According to a story posted at Examiner.com, and unhesitatingly picked up by Pravda and a slew of sketchy websites, scientists at SETI (the Search for Extraterrestrial Intelligence) have found three objects the size of Delaware entering the solar system. This flotilla of bright blue craft is apparently making a beeline to Earth. The report says you should expect it to make landfall in 2012 -- a year already fraught with menace.
Now let's face it: The discovery of a fleet of alien craft (what else could they be?) seemingly intent on an unauthorized visit to terra firma sounds vaguely worthy of mention on the nightly news. But the mainstream media has decided you aren't interested: The story has been published only in parts of the world you need shots to visit.
This is clearly a hoax, an assessment I wearily give to the many e-mail correspondents who have written me on the matter. Is it true, they anxiously ask, that Earth will be hosting alien house guests of uncertain temperament?

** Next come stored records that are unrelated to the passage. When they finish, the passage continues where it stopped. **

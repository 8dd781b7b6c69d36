use anyhow::{bail, Result};
use clap::Args;
use ferry_core::{LoadedAsset, LoaderStatus, Orchestrator};
use serde_json::json;

use super::Global;

#[derive(Args)]
pub struct EnsureArgs {
    /// Asset keys; defaults to the configured default model
    pub keys: Vec<String>,
    /// Hide progress lines on stderr
    #[arg(long)]
    pub quiet: bool,
}

fn keys_or_default(orchestrator: &Orchestrator, keys: Vec<String>) -> Result<Vec<String>> {
    if !keys.is_empty() {
        return Ok(keys);
    }
    let cfg = orchestrator.config();
    let fallback = cfg
        .loader
        .default_model
        .clone()
        .or_else(|| cfg.models().next().map(|m| m.key.clone()))
        .or_else(|| cfg.runtime_asset().map(|r| r.key.clone()));
    match fallback {
        Some(key) => Ok(vec![key]),
        None => bail!("no assets configured"),
    }
}

fn describe(loaded: &LoadedAsset) -> serde_json::Value {
    json!({
        "key": loaded.key,
        "kind": loaded.kind.as_str(),
        "size_bytes": loaded.bytes.len(),
        "tier": loaded.tier.as_str(),
        "source_url": loaded.source_url,
        "from_cache": loaded.from_cache,
        "substituted_for": loaded.substituted_for,
    })
}

async fn warm(orchestrator: &Orchestrator, keys: &[String], quiet: bool) -> Vec<serde_json::Value> {
    let progress = (!quiet).then(|| {
        orchestrator.on_progress(|update| {
            eprintln!("[{:>3}%] {}: {}", update.rounded(), update.asset_key, update.message);
        })
    });
    let mut results = Vec::with_capacity(keys.len());
    for key in keys {
        let value = match orchestrator.ensure_loaded(key).await {
            Ok(loaded) => describe(&loaded),
            Err(err) => json!({
                "key": key,
                "error": err.to_string(),
                "kind": err.kind().as_str(),
            }),
        };
        results.push(value);
    }
    if let Some(task) = progress {
        task.abort();
    }
    results
}

pub async fn ensure(global: &Global, args: EnsureArgs) -> Result<()> {
    let orchestrator = global.orchestrator().await?;
    let keys = keys_or_default(&orchestrator, args.keys)?;
    let results = warm(&orchestrator, &keys, args.quiet).await;
    let failed = results.iter().filter(|r| r.get("error").is_some()).count();

    global.print(&json!({ "assets": results }), || {
        results
            .iter()
            .map(|r| match r.get("error") {
                Some(err) => format!("{}: FAILED {}", r["key"].as_str().unwrap_or("?"), err),
                None => format!(
                    "{}: {} bytes via {} ({}{}{})",
                    r["key"].as_str().unwrap_or("?"),
                    r["size_bytes"],
                    r["tier"].as_str().unwrap_or("?"),
                    r["source_url"].as_str().unwrap_or("?"),
                    if r["from_cache"].as_bool() == Some(true) { ", cached" } else { "" },
                    match r["substituted_for"].as_str() {
                        Some(original) => format!(", instead of {original}"),
                        None => String::new(),
                    },
                ),
            })
            .collect::<Vec<_>>()
            .join("\n")
    });
    if failed > 0 {
        bail!("{failed} of {} assets failed to load", results.len());
    }
    Ok(())
}

fn render_status(status: &LoaderStatus) -> String {
    let mut lines = Vec::new();
    lines.push(format!("loaded: {}", status.loaded_keys.join(", ")));
    match &status.cache_summary {
        Some(c) => lines.push(format!(
            "cache: {} static, {} models, {} bytes, generation {}{}",
            c.static_asset_count,
            c.model_count,
            c.total_bytes,
            c.generation,
            if status.offline_ready { " (offline ready)" } else { "" }
        )),
        None => lines.push("cache: unavailable".into()),
    }
    for a in &status.attempts {
        lines.push(format!(
            "  {} {} {} {}ms{}",
            a.asset_key,
            a.tier.as_str(),
            if a.succeeded() { "ok" } else { "failed" },
            a.elapsed_ms,
            a.message
                .as_deref()
                .map(|m| format!(": {m}"))
                .unwrap_or_default()
        ));
    }
    lines.join("\n")
}

pub async fn status(global: &Global, args: EnsureArgs) -> Result<()> {
    let orchestrator = global.orchestrator().await?;
    if !args.keys.is_empty() {
        warm(&orchestrator, &args.keys, args.quiet).await;
    }
    let status = orchestrator.get_status().await;
    global.print(&serde_json::to_value(&status)?, || render_status(&status));
    Ok(())
}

No. What's more, this hoax is low grade, easily unmasked by anyone wielding modest technical talents, or just a bit of journalistic fortitude. For example, the incoming objects were observed in the direction of the south celestial pole (and "beyond Pluto," if that helps you). But they were discovered, according to alleged SETI astrophysicist Craig Kasnov, with an instrument called HAARP -- the U.S. government's High Frequency Active Auroral Research Program. The HAARP antenna array is real, but it's in Alaska, a place from which it's said you can see Russia, but never the south celestial pole. So that's like espying Antarctica from a ship near Greenland.

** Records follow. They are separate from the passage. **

mod common;

use std::time::Duration;

use ferry_core::Orchestrator;
use futures_util::future::join_all;
use httpmock::prelude::*;

const MODEL: &str = r#"
[[assets]]
key = "model-a"
kind = "model"
filename = "model-a.onnx"
expected_size_bytes = 20000

[[assets.sources]]
url = "/models/model-a.onnx"
tier = "remote-primary"
"#;

#[tokio::test]
async fn concurrent_loads_share_one_download() {
    let server = MockServer::start_async().await;
    let download = server
        .mock_async(|when, then| {
            when.method(GET).path("/models/model-a.onnx");
            then.status(200)
                .delay(Duration::from_millis(150))
                .body(vec![0x5a; 20_000]);
        })
        .await;
    let bundle = common::bundle_with_runtime();
    let cfg = common::config(&server.base_url(), bundle.path(), "", MODEL);
    let orchestrator = Orchestrator::new(cfg, None).expect("orchestrator");

    let results = join_all((0..8).map(|_| orchestrator.ensure_loaded("model-a"))).await;

    download.assert_hits_async(1).await;
    for result in &results {
        let loaded = result.as_ref().expect("load succeeds");
        assert_eq!(loaded.bytes.len(), 20_000);
        assert_eq!(loaded.key, "model-a");
    }
    let status = orchestrator.get_status().await;
    assert_eq!(status.attempts_for("model-a").count(), 1);
    assert_eq!(status.attempts_for("ort").count(), 1);
    assert!(status.active_loads.is_empty());
}

#[tokio::test]
async fn resolved_asset_is_not_fetched_again() {
    let server = MockServer::start_async().await;
    let download = server
        .mock_async(|when, then| {
            when.method(GET).path("/models/model-a.onnx");
            then.status(200).body(vec![0x5a; 20_000]);
        })
        .await;
    let bundle = common::bundle_with_runtime();
    let cfg = common::config(&server.base_url(), bundle.path(), "", MODEL);
    let orchestrator = Orchestrator::new(cfg, None).expect("orchestrator");

    orchestrator.ensure_loaded("model-a").await.expect("first load");
    orchestrator.ensure_loaded("model-a").await.expect("second load");

    download.assert_hits_async(1).await;
    assert_eq!(
        orchestrator.state("model-a"),
        ferry_core::LoadState::Ready
    );
}

#[tokio::test]
async fn failed_flight_allows_a_retry() {
    let server = MockServer::start_async().await;
    let mut missing = server
        .mock_async(|when, then| {
            when.method(GET).path("/models/model-a.onnx");
            then.status(503);
        })
        .await;
    let bundle = common::bundle_with_runtime();
    let cfg = common::config(
        &server.base_url(),
        bundle.path(),
        "model_fallback = false",
        MODEL,
    );
    let orchestrator = Orchestrator::new(cfg, None).expect("orchestrator");

    let err = orchestrator.ensure_loaded("model-a").await.unwrap_err();
    assert!(matches!(
        err,
        ferry_core::LoadError::AggregateSourceFailure { attempts: 1, .. }
    ));

    missing.delete_async().await;
    server
        .mock_async(|when, then| {
            when.method(GET).path("/models/model-a.onnx");
            then.status(200).body(vec![0x5a; 20_000]);
        })
        .await;
    let loaded = orchestrator.ensure_loaded("model-a").await.expect("retry succeeds");
    assert_eq!(loaded.bytes.len(), 20_000);
}
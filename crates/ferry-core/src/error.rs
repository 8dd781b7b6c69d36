use std::time::Duration;

use serde::{Deserialize, Serialize};
use thiserror::Error;

/// Coarse classification recorded on every failed [`crate::LoadAttempt`].
#[derive(Debug, Clone, Copy, PartialEq, Eq, Hash, Serialize, Deserialize)]
#[serde(rename_all = "snake_case")]
pub enum ErrorKind {
    Network,
    Http,
    Integrity,
    AggregateSourceFailure,
    CacheProtocol,
    Config,
    UnknownAsset,
    Stale,
    Unhealthy,
}

impl ErrorKind {
    pub fn as_str(&self) -> &'static str {
        match self {
            ErrorKind::Network => "network",
            ErrorKind::Http => "http",
            ErrorKind::Integrity => "integrity",
            ErrorKind::AggregateSourceFailure => "aggregate_source_failure",
            ErrorKind::CacheProtocol => "cache_protocol",
            ErrorKind::Config => "config",
            ErrorKind::UnknownAsset => "unknown_asset",
            ErrorKind::Stale => "stale",
            ErrorKind::Unhealthy => "unhealthy",
        }
    }
}

#[derive(Debug, Clone, Copy, PartialEq, Eq, Serialize, Deserialize)]
#[serde(rename_all = "snake_case")]
pub enum NetworkErrorKind {
    Timeout,
    Aborted,
    Connect,
    Io,
}

impl NetworkErrorKind {
    pub fn as_str(&self) -> &'static str {
        match self {
            NetworkErrorKind::Timeout => "timeout",
            NetworkErrorKind::Aborted => "aborted",
            NetworkErrorKind::Connect => "connect",
            NetworkErrorKind::Io => "io",
        }
    }
}

#[derive(Debug, Clone, PartialEq, Eq, Error)]
pub enum IntegrityError {
    #[error("invalid source url `{url}`: {reason}")]
    InvalidUrl { url: String, reason: String },
    #[error("path traversal in `{url}`")]
    PathTraversal { url: String },
    #[error("cross-origin source `{url}` must use https, not {scheme}")]
    InsecureScheme { url: String, scheme: String },
    #[error("host `{host}` is not a trusted mirror (url `{url}`)")]
    UntrustedHost { url: String, host: String },
    #[error("malformed integrity value `{value}`")]
    MalformedHash { value: String },
    #[error("{algorithm} digest mismatch for `{url}`: expected {expected}, got {actual}")]
    HashMismatch {
        url: String,
        algorithm: String,
        expected: String,
        actual: String,
    },
}

#[derive(Debug, Clone, Error)]
pub enum CacheProtocolError {
    #[error("cache coordinator unavailable: {0}")]
    Unavailable(String),
    #[error("cache coordinator did not answer within {} ms", .0.as_millis())]
    Timeout(Duration),
    #[error("cache coordinator disconnected")]
    Disconnected,
    #[error("malformed cache message: {0}")]
    Malformed(String),
    #[error("cache coordinator error: {0}")]
    Remote(String),
    #[error("unexpected {got} reply to {request}")]
    UnexpectedReply {
        request: &'static str,
        got: &'static str,
    },
}

#[derive(Debug, Clone, Error)]
pub enum ConfigError {
    #[error("failed to read config `{path}`: {message}")]
    Read { path: String, message: String },
    #[error("failed to parse config: {0}")]
    Parse(String),
    #[error("config does not match schema: {}", .0.join(", "))]
    Schema(Vec<String>),
    #[error("invalid config: {0}")]
    Invalid(String),
}

#[derive(Debug, Clone, Error)]
pub enum LoadError {
    #[error("network {} for `{url}`: {message}", .kind.as_str())]
    Network {
        kind: NetworkErrorKind,
        url: String,
        message: String,
    },
    #[error("http status {status} for `{url}`")]
    Http { status: u16, url: String },
    #[error(transparent)]
    Integrity(#[from] IntegrityError),
    #[error(
        "size mismatch for `{url}`: expected {expected} bytes, got {actual} (tolerance {:.0}%)",
        .tolerance * 100.0
    )]
    SizeMismatch {
        url: String,
        expected: u64,
        actual: u64,
        tolerance: f64,
    },
    #[error("could not obtain asset `{asset}`: all {attempts} source attempts failed{}", substitute_note(.substitute))]
    AggregateSourceFailure {
        asset: String,
        attempts: usize,
        substitute: Option<String>,
    },
    #[error("unknown asset `{key}`")]
    UnknownAsset { key: String },
    #[error("asset `{key}` went stale again after its re-fetch")]
    StaleAsset { key: String },
    #[error("asset `{key}` failed its health check after re-fetch")]
    Unhealthy { key: String },
    #[error(transparent)]
    Config(#[from] ConfigError),
    #[error(transparent)]
    Cache(#[from] CacheProtocolError),
}

fn substitute_note(substitute: &Option<String>) -> String {
    match substitute {
        Some(key) => format!(" (fallback variant `{key}` also failed)"),
        None => String::new(),
    }
}

impl LoadError {
    pub fn network(kind: NetworkErrorKind, url: impl Into<String>, message: impl Into<String>) -> Self {
        Self::Network {
            kind,
            url: url.into(),
            message: message.into(),
        }
    }

    pub fn aborted(url: impl Into<String>) -> Self {
        Self::network(NetworkErrorKind::Aborted, url, "loading aborted")
    }

    pub fn from_reqwest(url: &str, err: &reqwest::Error) -> Self {
        if let Some(status) = err.status() {
            return Self::Http {
                status: status.as_u16(),
                url: url.to_string(),
            };
        }
        let kind = if err.is_timeout() {
            NetworkErrorKind::Timeout
        } else if err.is_connect() {
            NetworkErrorKind::Connect
        } else {
            NetworkErrorKind::Io
        };
        Self::network(kind, url, err.to_string())
    }

    pub fn kind(&self) -> ErrorKind {
        match self {
            LoadError::Network { .. } => ErrorKind::Network,
            // An out-of-tolerance remote payload is treated like a bad response.
            LoadError::Http { .. } | LoadError::SizeMismatch { .. } => ErrorKind::Http,
            LoadError::Integrity(_) => ErrorKind::Integrity,
            LoadError::AggregateSourceFailure { .. } => ErrorKind::AggregateSourceFailure,
            LoadError::UnknownAsset { .. } => ErrorKind::UnknownAsset,
            LoadError::StaleAsset { .. } => ErrorKind::Stale,
            LoadError::Unhealthy { .. } => ErrorKind::Unhealthy,
            LoadError::Config(_) => ErrorKind::Config,
            LoadError::Cache(_) => ErrorKind::CacheProtocol,
        }
    }

    /// Whether the fallback loop may continue with the next candidate.
    pub fn advances_to_next_source(&self) -> bool {
        match self {
            LoadError::Network { kind, .. } => *kind != NetworkErrorKind::Aborted,
            LoadError::Http { .. } | LoadError::Integrity(_) | LoadError::SizeMismatch { .. } => {
                true
            }
            _ => false,
        }
    }

    pub fn is_aborted(&self) -> bool {
        matches!(
            self,
            LoadError::Network {
                kind: NetworkErrorKind::Aborted,
                ..
            }
        )
    }

    /// Transient failures worth retrying on the same candidate: nothing was
    /// received and the connection never came up.
    pub fn is_transient(&self) -> bool {
        matches!(
            self,
            LoadError::Network {
                kind: NetworkErrorKind::Connect,
                ..
            }
        )
    }
}

pub type LoadResult<T> = Result<T, LoadError>;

If that doesn't move you, there's also the small point that HAARP is both unsuited for, and has never been used by, any SETI experiment. Oh, and SETI astrophysicist Craig Kasnov doesn't exist.

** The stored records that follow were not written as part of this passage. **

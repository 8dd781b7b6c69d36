//! Tracing setup shared by the ferry binaries.
//!
//! Console output always goes to stderr: stdout is reserved for the cache
//! worker protocol when a binary runs as `ferry cache-worker`.

use once_cell::sync::OnceCell;
use tracing_appender::rolling::{RollingFileAppender, Rotation};
use tracing_subscriber::filter::Targets;
use tracing_subscriber::{
    fmt,
    layer::{Layer, SubscriberExt},
    util::SubscriberInitExt,
    EnvFilter,
};

static FILE_GUARD: OnceCell<tracing_appender::non_blocking::WorkerGuard> = OnceCell::new();

pub fn init() {
    init_with_default("info");
}

/// Install the global subscriber. `FERRY_LOG` (then `RUST_LOG`) wins over
/// `default_directive`. Calling this twice is harmless.
pub fn init_with_default(default_directive: &str) {
    let filter = std::env::var("FERRY_LOG")
        .ok()
        .and_then(|raw| EnvFilter::try_new(raw).ok())
        .or_else(|| EnvFilter::try_from_default_env().ok())
        .unwrap_or_else(|| EnvFilter::new(default_directive));

    let console = fmt::layer()
        .with_writer(std::io::stderr)
        .with_filter(filter);
    let registry = tracing_subscriber::registry().with(console);

    let Some(dir) = std::env::var("FERRY_LOG_DIR").ok().filter(|d| !d.trim().is_empty()) else {
        let _ = registry.try_init();
        return;
    };
    let prefix = std::env::var("FERRY_LOG_PREFIX").unwrap_or_else(|_| "ferry.log".into());
    let rotation = std::env::var("FERRY_LOG_ROTATION").unwrap_or_else(|_| "daily".into());
    let dir_created = std::fs::create_dir_all(&dir).is_ok();
    match file_appender(&dir, &prefix, &rotation) {
        Ok(appender) => {
            let (nb, guard) = tracing_appender::non_blocking(appender);
            let _ = FILE_GUARD.set(guard);
            let targets = Targets::new().with_target("ferry", file_level());
            let file_layer = fmt::layer()
                .with_ansi(false)
                .with_writer(nb)
                .with_filter(targets);
            let _ = registry.with(file_layer).try_init();
        }
        Err(err) => {
            let _ = registry.try_init();
            tracing::warn!(target: "ferry::log", directory = %dir, "file logging disabled: {err}");
        }
    }
    if !dir_created {
        tracing::warn!(target: "ferry::log", directory = %dir, "failed to create log directory");
    }
}

fn file_appender(
    dir: &str,
    prefix: &str,
    rotation: &str,
) -> Result<RollingFileAppender, tracing_appender::rolling::InitError> {
    RollingFileAppender::builder()
        .rotation(rotation_from(rotation))
        .filename_prefix(prefix)
        .build(dir)
}

fn rotation_from(raw: &str) -> Rotation {
    match raw.trim().to_ascii_lowercase().as_str() {
        "hourly" => Rotation::HOURLY,
        "minutely" => Rotation::MINUTELY,
        "never" => Rotation::NEVER,
        _ => Rotation::DAILY,
    }
}

fn file_level() -> tracing::Level {
    std::env::var("FERRY_LOG_FILE_LEVEL")
        .ok()
        .and_then(|raw| raw.trim().parse().ok())
        .unwrap_or(tracing::Level::DEBUG)
}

This small fantasy is more than an amusing curiosity, however. It's not the first time that internet stories have appeared suggesting that some SETI experiment has tuned in the aliens. And of course it won't be the last. But these tantalizing tales are more than a nuisance.
Some of them are -- like the present story -- deliberate fictions, intended to amuse or confuse. Others are simple misunderstandings by reporters.
But either way, there's a certain amount of damage done by crying wolf. It serves to trivialize the SETI enterprise, and occasionally wastes telescope time as researchers try to follow up on a supposed detection. In addition, it might cause the gullible to dig bomb shelters, pile up their mashed potatoes at dinner, or simply spend a year living in fear.
In view of the fact that we will likely have many unwarranted claims of alien detection before the real deal arrives, there's been some effort to avoid misunderstandings. A small group of scientists, a subset of the International Academy of Astronautics' SETI Permanent Study Group (the only worldwide SETI organization), hope to establish a publicly accessible clearinghouse (read: "website") where experts can weigh in on the merits or otherwise of a report that aliens are on the air or in the neighborhood.
Sure, the conspiracy-minded might choose to dispute whatever the experts say, but after all, isn't expert opinion worth more than random sentiment? Frankly, a clearinghouse would be good to have and might save you the bother of working yourself into an unproductive lather the next time you hear that beings from another solar system are cruising ours -- or are making their presence known in some other way. It would be especially useful for the press, who must rapidly decide if a story has merit.
Meanwhile, you needn't worry about the blue meanies "beyond Pluto." These particular visitors are just another case in which the advertising was better than the product.